The answer must consist of each line below that holds the word "PasswordChange", copied as it stands.

*** Opening Entries supplied ***

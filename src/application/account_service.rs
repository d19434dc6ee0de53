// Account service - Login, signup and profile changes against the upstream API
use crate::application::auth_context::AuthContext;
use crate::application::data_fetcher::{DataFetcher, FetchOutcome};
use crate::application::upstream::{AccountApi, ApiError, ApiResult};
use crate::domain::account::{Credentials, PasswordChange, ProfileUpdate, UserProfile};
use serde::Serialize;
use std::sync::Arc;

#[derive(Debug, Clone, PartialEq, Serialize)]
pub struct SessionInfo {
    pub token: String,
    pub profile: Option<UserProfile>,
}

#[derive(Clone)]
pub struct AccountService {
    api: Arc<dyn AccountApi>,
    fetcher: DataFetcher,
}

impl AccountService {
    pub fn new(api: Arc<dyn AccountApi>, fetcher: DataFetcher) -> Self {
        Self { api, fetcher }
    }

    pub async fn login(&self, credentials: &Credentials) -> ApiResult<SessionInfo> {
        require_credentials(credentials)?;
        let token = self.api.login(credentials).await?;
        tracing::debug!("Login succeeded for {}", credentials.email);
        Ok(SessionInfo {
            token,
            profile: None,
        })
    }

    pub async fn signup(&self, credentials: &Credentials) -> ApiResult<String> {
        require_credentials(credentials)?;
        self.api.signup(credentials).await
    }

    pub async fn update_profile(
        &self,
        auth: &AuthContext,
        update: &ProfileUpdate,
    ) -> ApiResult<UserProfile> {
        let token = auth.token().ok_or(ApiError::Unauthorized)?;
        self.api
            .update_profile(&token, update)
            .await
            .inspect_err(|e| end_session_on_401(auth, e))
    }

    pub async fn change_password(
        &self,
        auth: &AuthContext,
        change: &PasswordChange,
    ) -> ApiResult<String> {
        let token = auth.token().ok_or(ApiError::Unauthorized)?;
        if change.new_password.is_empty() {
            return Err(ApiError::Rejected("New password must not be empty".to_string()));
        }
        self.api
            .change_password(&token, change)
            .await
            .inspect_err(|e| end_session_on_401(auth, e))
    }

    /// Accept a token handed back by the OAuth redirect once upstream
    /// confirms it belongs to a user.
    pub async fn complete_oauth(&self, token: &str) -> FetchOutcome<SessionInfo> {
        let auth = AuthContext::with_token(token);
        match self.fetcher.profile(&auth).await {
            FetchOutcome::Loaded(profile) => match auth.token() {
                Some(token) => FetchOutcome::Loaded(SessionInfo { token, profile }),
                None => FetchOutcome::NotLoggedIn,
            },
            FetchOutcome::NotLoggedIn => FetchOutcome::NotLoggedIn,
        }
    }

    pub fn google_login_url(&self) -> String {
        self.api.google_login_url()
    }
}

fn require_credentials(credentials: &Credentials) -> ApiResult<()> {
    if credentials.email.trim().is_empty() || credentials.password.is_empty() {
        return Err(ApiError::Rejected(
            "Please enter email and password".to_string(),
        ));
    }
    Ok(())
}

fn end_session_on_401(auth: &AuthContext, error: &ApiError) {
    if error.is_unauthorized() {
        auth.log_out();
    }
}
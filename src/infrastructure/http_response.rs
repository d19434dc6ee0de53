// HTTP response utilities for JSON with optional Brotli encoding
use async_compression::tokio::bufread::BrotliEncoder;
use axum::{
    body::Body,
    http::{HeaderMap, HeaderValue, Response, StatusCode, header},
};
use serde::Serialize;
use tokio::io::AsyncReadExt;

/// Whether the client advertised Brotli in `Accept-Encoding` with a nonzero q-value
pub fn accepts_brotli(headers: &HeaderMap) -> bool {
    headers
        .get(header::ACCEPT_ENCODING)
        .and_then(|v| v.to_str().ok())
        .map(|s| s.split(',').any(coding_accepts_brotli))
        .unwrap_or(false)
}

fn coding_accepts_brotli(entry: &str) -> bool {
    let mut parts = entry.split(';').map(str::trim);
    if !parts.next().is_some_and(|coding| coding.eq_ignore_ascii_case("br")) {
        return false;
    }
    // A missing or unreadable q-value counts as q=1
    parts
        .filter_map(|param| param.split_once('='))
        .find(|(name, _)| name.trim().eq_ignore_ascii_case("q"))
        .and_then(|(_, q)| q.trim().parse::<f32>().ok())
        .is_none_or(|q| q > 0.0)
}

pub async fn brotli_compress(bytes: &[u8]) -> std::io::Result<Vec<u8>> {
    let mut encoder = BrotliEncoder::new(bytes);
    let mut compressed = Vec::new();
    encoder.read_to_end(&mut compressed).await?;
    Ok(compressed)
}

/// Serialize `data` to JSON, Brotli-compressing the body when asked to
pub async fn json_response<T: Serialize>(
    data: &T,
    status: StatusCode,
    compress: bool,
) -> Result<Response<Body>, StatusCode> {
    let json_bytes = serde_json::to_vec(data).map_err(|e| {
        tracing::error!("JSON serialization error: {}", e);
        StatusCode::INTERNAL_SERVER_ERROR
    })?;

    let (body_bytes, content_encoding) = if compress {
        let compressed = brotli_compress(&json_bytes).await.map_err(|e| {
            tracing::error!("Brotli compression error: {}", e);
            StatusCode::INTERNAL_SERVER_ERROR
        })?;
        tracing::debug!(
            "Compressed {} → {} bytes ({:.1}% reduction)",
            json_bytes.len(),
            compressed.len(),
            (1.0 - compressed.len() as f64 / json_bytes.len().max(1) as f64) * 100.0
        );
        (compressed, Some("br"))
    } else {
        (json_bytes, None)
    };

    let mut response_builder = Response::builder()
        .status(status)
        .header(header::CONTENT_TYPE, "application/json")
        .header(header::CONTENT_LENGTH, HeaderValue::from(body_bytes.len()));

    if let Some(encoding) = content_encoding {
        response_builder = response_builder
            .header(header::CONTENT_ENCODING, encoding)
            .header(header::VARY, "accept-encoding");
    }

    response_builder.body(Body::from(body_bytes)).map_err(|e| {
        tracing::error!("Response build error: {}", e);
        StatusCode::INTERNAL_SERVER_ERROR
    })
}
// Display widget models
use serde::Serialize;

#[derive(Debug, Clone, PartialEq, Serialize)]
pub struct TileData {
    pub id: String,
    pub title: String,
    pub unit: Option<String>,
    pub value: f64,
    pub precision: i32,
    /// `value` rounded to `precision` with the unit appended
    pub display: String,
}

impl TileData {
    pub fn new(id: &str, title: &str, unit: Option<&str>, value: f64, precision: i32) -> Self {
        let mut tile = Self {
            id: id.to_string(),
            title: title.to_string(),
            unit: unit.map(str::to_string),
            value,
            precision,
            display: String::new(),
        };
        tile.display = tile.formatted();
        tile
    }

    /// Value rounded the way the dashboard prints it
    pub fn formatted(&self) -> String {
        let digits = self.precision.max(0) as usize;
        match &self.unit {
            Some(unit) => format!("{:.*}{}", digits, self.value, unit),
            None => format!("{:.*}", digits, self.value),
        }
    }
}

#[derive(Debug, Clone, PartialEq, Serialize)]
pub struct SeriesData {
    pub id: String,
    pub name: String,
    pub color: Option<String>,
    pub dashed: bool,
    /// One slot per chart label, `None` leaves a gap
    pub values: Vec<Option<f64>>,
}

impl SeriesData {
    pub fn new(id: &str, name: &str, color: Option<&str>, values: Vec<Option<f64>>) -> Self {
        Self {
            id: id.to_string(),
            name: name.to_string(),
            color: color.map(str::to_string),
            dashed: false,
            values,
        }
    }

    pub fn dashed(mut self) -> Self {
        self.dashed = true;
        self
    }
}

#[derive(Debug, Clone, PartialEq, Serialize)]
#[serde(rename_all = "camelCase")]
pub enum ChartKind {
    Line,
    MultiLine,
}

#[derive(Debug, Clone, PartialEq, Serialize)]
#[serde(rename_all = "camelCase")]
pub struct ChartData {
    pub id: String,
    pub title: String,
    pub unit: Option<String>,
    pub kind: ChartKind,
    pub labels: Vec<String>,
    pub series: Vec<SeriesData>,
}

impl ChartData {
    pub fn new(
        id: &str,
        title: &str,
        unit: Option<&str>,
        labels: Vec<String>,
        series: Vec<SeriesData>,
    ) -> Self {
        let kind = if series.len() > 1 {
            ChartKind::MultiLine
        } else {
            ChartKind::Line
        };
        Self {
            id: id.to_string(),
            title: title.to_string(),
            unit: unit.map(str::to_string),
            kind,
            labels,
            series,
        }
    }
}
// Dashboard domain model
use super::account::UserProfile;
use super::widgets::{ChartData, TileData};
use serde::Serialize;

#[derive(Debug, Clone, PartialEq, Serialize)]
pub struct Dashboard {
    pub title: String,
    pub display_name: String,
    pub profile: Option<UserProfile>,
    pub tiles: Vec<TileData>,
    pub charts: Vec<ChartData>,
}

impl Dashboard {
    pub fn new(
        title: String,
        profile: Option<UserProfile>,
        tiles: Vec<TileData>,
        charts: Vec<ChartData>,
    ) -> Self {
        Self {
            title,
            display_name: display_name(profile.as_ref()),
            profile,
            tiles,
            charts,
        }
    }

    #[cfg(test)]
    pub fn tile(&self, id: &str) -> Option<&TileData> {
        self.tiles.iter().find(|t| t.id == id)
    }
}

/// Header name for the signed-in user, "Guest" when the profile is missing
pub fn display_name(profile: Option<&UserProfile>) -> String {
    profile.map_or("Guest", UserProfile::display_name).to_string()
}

*** Closing Entries supplied ***

§ **Output for this task**
use crate::domain::account::{Credentials, PasswordChange, ProfileUpdate, UserProfile};
        change: &PasswordChange,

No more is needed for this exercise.